Reputation: 1473
I want to find all elements that are the same between two arrays, including elements that are repeated multiple times in both arrays. For instance, I want
[1,1,1,2]
and
[1,1,3,4]
to give
[1,1]
I could iterate through the array and keep track of it, but I was wondering if there were a more ruby way of doing this.
Upvotes: 0
Views: 77
Reputation: 110675
a = [1,1,1,2,5]
b = [1,1,3,2,4,2]
def counting_hash(arr)
arr.each_with_object(Hash.new(0)) { |e,h| h[e] += 1 }
end
hb = counting_hash(b)
#=> {1=>2, 3=>1, 2=>2, 4=>1}
counting_hash(a).each_with_object([]) do |(k,v),a|
n = [v, hb[k]].min
n.times { a << k } if n > 0
end
#=> [1, 1, 2]
Note that
counting_hash(a)
#=> {1=>3, 2=>1, 5=>1}
and
hb[5]
#=> 0
as hb
has a default value of zero.
Upvotes: 1
Reputation: 369458
It looks like you want multiset-intersection. There is no multiset datastructure in the Ruby core lib or stdlib, but there are multiple implementations you can find on the web.

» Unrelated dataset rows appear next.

//! Battle resolution.
//!
//! Scoring combines a super-linear mass term, a super-linear combat term,
//! and a linear agility term, then layers three situational rules on top:
//! a flat bonus for massive scale mismatches, an independent critical-hit
//! roll per competitor (the only stochastic element), and a terrain
//! multiplier for water creatures fighting on water terrain.

use crate::types::{Dinosaur, Element};
use rand::Rng;
use serde::{Deserialize, Serialize};

// Scoring constants. These are the canonical tuning; changing any of them
// changes battle outcomes, so tests pin them down.
pub const MASS_EXPONENT: f64 = 2.8;
pub const MASS_WEIGHT: f64 = 10.0;
pub const COMBAT_EXPONENT: f64 = 2.0;
pub const COMBAT_WEIGHT: f64 = 15.0;
pub const AGILITY_WEIGHT: f64 = 5.0;

/// Size ratio above which the larger competitor gets [`MISMATCH_BONUS`].
pub const MISMATCH_RATIO: f64 = 2.5;
/// Flat score override that all but guarantees the larger party wins.
pub const MISMATCH_BONUS: f64 = 50_000.0;

pub const CRIT_BASE_CHANCE: f64 = 0.05;
pub const CRIT_ATTACK_SCALE: f64 = 50.0;
pub const CRIT_MULTIPLIER: f64 = 1.5;

pub const AQUATIC_MULTIPLIER: f64 = 1.2;

/// Size ratio above which commentary calls out sheer mass.
pub const COLOSSAL_RATIO: f64 = 2.0;

const WATER_TERRAIN: [&str; 3] = ["swamp", "river", "ocean"];

/// Whether an environment label names water terrain. Environments are
/// free-form labels, so this is a case-insensitive substring check against
/// a fixed vocabulary.
pub fn has_water_terrain(environment: &str) -> bool {
    let label = environment.to_lowercase();
    WATER_TERRAIN.iter().any(|term| label.contains(term))
}

/// Chance in [0, 1) that a competitor with the given attack rating lands a
/// critical hit.
pub fn crit_chance(attack: f64) -> f64 {
    CRIT_BASE_CHANCE + attack / CRIT_ATTACK_SCALE
}

/// Simulation trace events, emitted in a stable stage order for console
/// playback.
#[derive(Debug, Clone, PartialEq, Serialize, Deserialize)]
#[serde(tag = "type", content = "payload", rename_all = "camelCase")]
pub enum SimEvent {
    LinkEstablished,
    #[serde(rename_all = "camelCase")]
    BiomeDetected { environment: String },
    #[serde(rename_all = "camelCase")]
    MassComputed {
        first: String,
        first_size: f64,
        second: String,
        second_size: f64,
    },
    #[serde(rename_all = "camelCase")]
    PowerReadings {
        first_attack: f64,
        second_attack: f64,
    },
    ScaleMismatch,
    #[serde(rename_all = "camelCase")]
    CriticalStrike { name: String },
    #[serde(rename_all = "camelCase")]
    TerrainAdvantage { name: String },
    Stabilized,
    #[serde(rename_all = "camelCase")]
    Victor { name: String },
}

impl SimEvent {
    /// Fixed-format console line for this event.
    pub fn to_line(&self) -> String {
        match self {
            SimEvent::LinkEstablished => "INITIATING NEURAL LINK...".to_string(),
            SimEvent::BiomeDetected { environment } => {
                format!("BIOME DETECTED: {}", environment.to_uppercase())
            }
            SimEvent::MassComputed {
                first,
                first_size,
                second,
                second_size,
            } => format!("CALCULATING MASS: {first} ({first_size}m) VS {second} ({second_size}m)"),
            SimEvent::PowerReadings {
                first_attack,
                second_attack,
            } => format!("COMBAT POWER READINGS: {first_attack}/10 VS {second_attack}/10"),
            SimEvent::ScaleMismatch => "WARNING: MASSIVE SCALE MISMATCH DETECTED.".to_string(),
            SimEvent::CriticalStrike { name } => {
                format!("CRITICAL STRIKE: {name} LANDED VITAL HIT!")
            }
            SimEvent::TerrainAdvantage { name } => {
                format!("AQUATIC BUFF: {name} HAS TERRAIN ADVANTAGE.")
            }
            SimEvent::Stabilized => "SIMULATION STABILIZED.".to_string(),
            SimEvent::Victor { name } => {
                format!("VICTOR IDENTIFIED: {}", name.to_uppercase())
            }
        }
    }
}

/// Result of one resolved battle.
///
/// `commentary` holds the deterministic fallback sentence at construction;
/// the session may replace it when the narrative collaborator answers.
#[derive(Debug, Clone, PartialEq, Serialize, Deserialize)]
#[serde(rename_all = "camelCase")]
pub struct BattleOutcome {
    pub winner: Dinosaur,
    pub loser: Dinosaur,
    pub events: Vec<SimEvent>,
    pub commentary: String,
    pub crit_landed: bool,
    pub size_ratio: f64,
}

impl BattleOutcome {
    /// The trace rendered as console lines, in emission order.
    pub fn log_lines(&self) -> Vec<String> {
        self.events.iter().map(SimEvent::to_line).collect()
    }
}

// ==========================================
// MAIN BATTLE RESOLVER
// ==========================================

/// Resolves a battle between two distinct competitors in an environment.
///
/// Deterministic except for the two independent crit rolls drawn from
/// `rng`. Ties resolve to the first competitor.
pub fn resolve<R: Rng>(
    a: &Dinosaur,
    b: &Dinosaur,
    environment: &str,
    rng: &mut R,
) -> BattleOutcome {
    assert_ne!(a.name, b.name, "battle requires two distinct competitors");

    let mut events = vec![
        SimEvent::LinkEstablished,
        SimEvent::BiomeDetected {
            environment: environment.to_string(),
        },
    ];

    let mass_a = a.size.powf(MASS_EXPONENT) * MASS_WEIGHT;
    let mass_b = b.size.powf(MASS_EXPONENT) * MASS_WEIGHT;
    events.push(SimEvent::MassComputed {
        first: a.name.clone(),
        first_size: a.size,
        second: b.name.clone(),
        second_size: b.size,
    });

    let combat_a = a.attack.powf(COMBAT_EXPONENT) * COMBAT_WEIGHT;
    let combat_b = b.attack.powf(COMBAT_EXPONENT) * COMBAT_WEIGHT;
    events.push(SimEvent::PowerReadings {
        first_attack: a.attack,
        second_attack: b.attack,
    });

    let agility_a = a.speed * AGILITY_WEIGHT;
    let agility_b = b.speed * AGILITY_WEIGHT;

    let size_ratio = if a.size > b.size {
        a.size / b.size
    } else {
        b.size / a.size
    };

    let mut score_a = 0.0;
    let mut score_b = 0.0;

    if size_ratio > MISMATCH_RATIO {
        events.push(SimEvent::ScaleMismatch);
        if a.size > b.size {
            score_a += MISMATCH_BONUS;
        } else {
            score_b += MISMATCH_BONUS;
        }
    }

    score_a += mass_a + combat_a + agility_a;
    score_b += mass_b + combat_b + agility_b;

    let crit_a = rng.gen::<f64>() < crit_chance(a.attack);
    let crit_b = rng.gen::<f64>() < crit_chance(b.attack);

    if crit_a {
        score_a *= CRIT_MULTIPLIER;
        events.push(SimEvent::CriticalStrike {
            name: a.name.clone(),
        });
    }
    if crit_b {
        score_b *= CRIT_MULTIPLIER;
        events.push(SimEvent::CriticalStrike {
            name: b.name.clone(),
        });
    }

    if has_water_terrain(environment) {
        if a.element == Element::Water {
            score_a *= AQUATIC_MULTIPLIER;
            events.push(SimEvent::TerrainAdvantage {
                name: a.name.clone(),
            });
        }
        if b.element == Element::Water {
            score_b *= AQUATIC_MULTIPLIER;
            events.push(SimEvent::TerrainAdvantage {
                name: b.name.clone(),
            });
        }
    }

    // Ties go to the first competitor.
    let (winner, loser) = if score_a >= score_b { (a, b) } else { (b, a) };

    events.push(SimEvent::Stabilized);
    events.push(SimEvent::Victor {
        name: winner.name.clone(),
    });

    log::debug!(
        "resolved {} ({score_a:.0}) vs {} ({score_b:.0}) in {environment}: {} wins",
        a.name,
        b.name,
        winner.name
    );

    let crit_landed = crit_a || crit_b;
    let commentary = fallback_commentary(winner, loser, crit_landed, size_ratio);

    BattleOutcome {
        winner: winner.clone(),
        loser: loser.clone(),
        events,
        commentary,
        crit_landed,
        size_ratio,
    }
}

/// Deterministic commentary used until (or instead of) the narrative
/// collaborator's sentence. Colossal size beats crit phrasing beats the
/// generic line.
pub fn fallback_commentary(
    winner: &Dinosaur,
    loser: &Dinosaur,
    crit_landed: bool,
    size_ratio: f64,
) -> String {
    if size_ratio > COLOSSAL_RATIO && winner.size > loser.size {
        format!(
            "Sheer colossal size was the deciding factor. The {} had no chance against such mass.",
            loser.name
        )
    } else if crit_landed {
        format!(
            "A legendary critical hit secured the victory for the {}.",
            winner.name
        )
    } else {
        format!("The {} dominated the arena with superior stats.", winner.name)
    }
}
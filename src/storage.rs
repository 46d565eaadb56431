//! Key-value storage port.
//!
//! The engine never talks to a concrete store directly; hosts inject an
//! implementation (the browser facade wraps `localStorage`, tests use
//! [`MemoryStore`]). Reads never error: corrupt or missing values surface
//! as absent. Last write wins, no transactionality.

use std::collections::HashMap;
use std::fmt;

/// A storage write that could not be completed.
#[derive(Debug, Clone, PartialEq, Eq)]
pub struct StorageError {
    pub detail: String,
}

impl StorageError {
    pub fn new(detail: impl Into<String>) -> Self {
        Self {
            detail: detail.into(),
        }
    }
}

impl fmt::Display for StorageError {
    fn fmt(&self, f: &mut fmt::Formatter<'_>) -> fmt::Result {
        write!(f, "storage write failed: {}", self.detail)
    }
}

impl std::error::Error for StorageError {}

pub trait StoragePort {
    fn get(&self, key: &str) -> Option<String>;
    fn set(&mut self, key: &str, value: &str) -> Result<(), StorageError>;
}

/// In-memory store for tests and native hosts without a backing file.
#[derive(Debug, Clone, Default)]
pub struct MemoryStore {
    entries: HashMap<String, String>,
}

impl MemoryStore {
    pub fn new() -> Self {
        Self::default()
    }
}

impl StoragePort for MemoryStore {
    fn get(&self, key: &str) -> Option<String> {
        self.entries.get(key).cloned()
    }

    fn set(&mut self, key: &str, value: &str) -> Result<(), StorageError> {
        self.entries.insert(key.to_string(), value.to_string());
        Ok(())
    }
}
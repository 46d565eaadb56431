//! Earnable badges evaluated over the ledger and the just-finished battle.

use crate::stats::StatsLedger;
use crate::types::Dinosaur;
use serde::{Deserialize, Serialize};

/// The battle a badge predicate may inspect, available only right after a
/// reveal.
#[derive(Debug, Clone, Copy)]
pub struct BattleContext<'a> {
    pub winner: &'a Dinosaur,
    pub loser: &'a Dinosaur,
    pub correct: bool,
}

#[derive(Debug, Clone, Copy, PartialEq, Eq, Serialize, Deserialize)]
#[serde(rename_all = "snake_case")]
pub enum Achievement {
    FirstDiscovery,
    ApexPredator,
    DinoDominator,
    Paleontologist,
    GiantSlayer,
    SpeedDemon,
    TinyTerror,
}

impl Achievement {
    pub const ALL: [Achievement; 7] = [
        Achievement::FirstDiscovery,
        Achievement::ApexPredator,
        Achievement::DinoDominator,
        Achievement::Paleontologist,
        Achievement::GiantSlayer,
        Achievement::SpeedDemon,
        Achievement::TinyTerror,
    ];

    pub fn title(self) -> &'static str {
        match self {
            Achievement::FirstDiscovery => "First Discovery",
            Achievement::ApexPredator => "Apex Predator",
            Achievement::DinoDominator => "Dino Dominator",
            Achievement::Paleontologist => "Paleontologist",
            Achievement::GiantSlayer => "Giant Slayer",
            Achievement::SpeedDemon => "Speed Demon",
            Achievement::TinyTerror => "Tiny Terror",
        }
    }

    pub fn description(self) -> &'static str {
        match self {
            Achievement::FirstDiscovery => "Win your first battle.",
            Achievement::ApexPredator => "Win 3 battles in a row.",
            Achievement::DinoDominator => "Achieve a winning streak of 10.",
            Achievement::Paleontologist => "Encounter 10 different dinosaurs.",
            Achievement::GiantSlayer => "Win with a dinosaur smaller than the opponent.",
            Achievement::SpeedDemon => "Win with a dinosaur that has over 50km/h speed.",
            Achievement::TinyTerror => "Win a battle with a dinosaur under 2m in size.",
        }
    }

    pub fn icon(self) -> &'static str {
        match self {
            Achievement::FirstDiscovery => "🦕",
            Achievement::ApexPredator => "🔥",
            Achievement::DinoDominator => "👑",
            Achievement::Paleontologist => "🧭",
            Achievement::GiantSlayer => "⚔️",
            Achievement::SpeedDemon => "⚡",
            Achievement::TinyTerror => "🐜",
        }
    }

    pub fn earned(self, stats: &StatsLedger, battle: Option<&BattleContext<'_>>) -> bool {
        match self {
            Achievement::FirstDiscovery => stats.wins >= 1,
            Achievement::ApexPredator => stats.current_streak >= 3,
            Achievement::DinoDominator => stats.current_streak >= 10,
            Achievement::Paleontologist => stats.discovered.len() >= 10,
            Achievement::GiantSlayer => battle
                .map(|b| b.correct && b.winner.size < b.loser.size)
                .unwrap_or(false),
            Achievement::SpeedDemon => battle
                .map(|b| b.correct && b.winner.speed >= 50.0)
                .unwrap_or(false),
            Achievement::TinyTerror => battle
                .map(|b| b.correct && b.winner.size <= 2.0)
                .unwrap_or(false),
        }
    }
}

/// All badges currently satisfied by the ledger and battle context.
pub fn earned_now(stats: &StatsLedger, battle: Option<&BattleContext<'_>>) -> Vec<Achievement> {
    Achievement::ALL
        .into_iter()
        .filter(|a| a.earned(stats, battle))
        .collect()
}
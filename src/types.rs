use serde::{Deserialize, Serialize};

/// Elemental affinity checked by the terrain rule.
#[derive(Debug, Clone, Copy, PartialEq, Eq, Serialize, Deserialize)]
pub enum Element {
    Earth,
    Water,
    Sky,
}

/// Availability tier. Legendary creatures only appear in premium sessions.
#[derive(Debug, Clone, Copy, PartialEq, Eq, Serialize, Deserialize)]
#[serde(rename_all = "camelCase")]
pub enum Tier {
    Common,
    Legendary,
}

/// Closed set of roar samples the UI can play for a creature.
#[derive(Debug, Clone, Copy, PartialEq, Eq, Serialize, Deserialize)]
#[serde(rename_all = "snake_case")]
pub enum SoundKey {
    TrexRoar,
    RaptorScreech,
    TriceratopsBellow,
    GenericRoar,
}

/// A creature record from the roster catalog.
///
/// Identity is the `name`; records never change after the catalog is built.
#[derive(Debug, Clone, PartialEq, Serialize, Deserialize)]
#[serde(rename_all = "camelCase")]
pub struct Dinosaur {
    pub name: String,
    pub scientific: String,
    /// One-line description, also used when composing image prompts.
    pub blurb: String,
    /// Body length in meters.
    pub size: f64,
    /// Top speed in km/h.
    pub speed: f64,
    /// Combat rating in [0, 10].
    pub attack: f64,
    pub element: Element,
    pub tier: Tier,
    pub sound: SoundKey,
    #[serde(default, skip_serializing_if = "Vec::is_empty")]
    pub aliases: Vec<String>,
}

impl Dinosaur {
    pub fn is_legendary(&self) -> bool {
        self.tier == Tier::Legendary
    }
}

/// One finished battle as remembered by the stats ledger.
///
/// Field names on the wire match the ledger documents written by earlier
/// releases, so old saves keep loading.
#[derive(Debug, Clone, PartialEq, Serialize, Deserialize)]
#[serde(rename_all = "camelCase")]
pub struct MatchRecord {
    /// Milliseconds since the Unix epoch.
    #[serde(rename = "timestamp")]
    pub timestamp_ms: i64,
    pub winner_name: String,
    pub loser_name: String,
    #[serde(rename = "isPlayerCorrect")]
    pub player_correct: bool,
    pub environment: String,
}
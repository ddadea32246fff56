//! Logging utilities

pub use log::{debug, info, warn, error, trace};

/// Initialize the logging system from `RUST_LOG`.
///
/// Safe to call more than once; later calls are ignored.
pub fn init() {
    let _ = env_logger::try_init();
}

I'll just randomly pick one (it doesn't really matter, multiset is a mathematical concept with strict definition, all implementations behave more or less the same):
require 'multiset'
ms = Multiset[1, 1, 1, 2] & Multiset[1, 1, 3, 4]
#=> #<Multiset:#2 1>
ms.to_a
#=> [1, 1]
If you must, you can convert it to an array using Multiset#to_a
, but remember: most of the interesting methods you can call on Array
are actually from the Enumerable
mixin and thus available to all collections; you often don't actually need to have an array.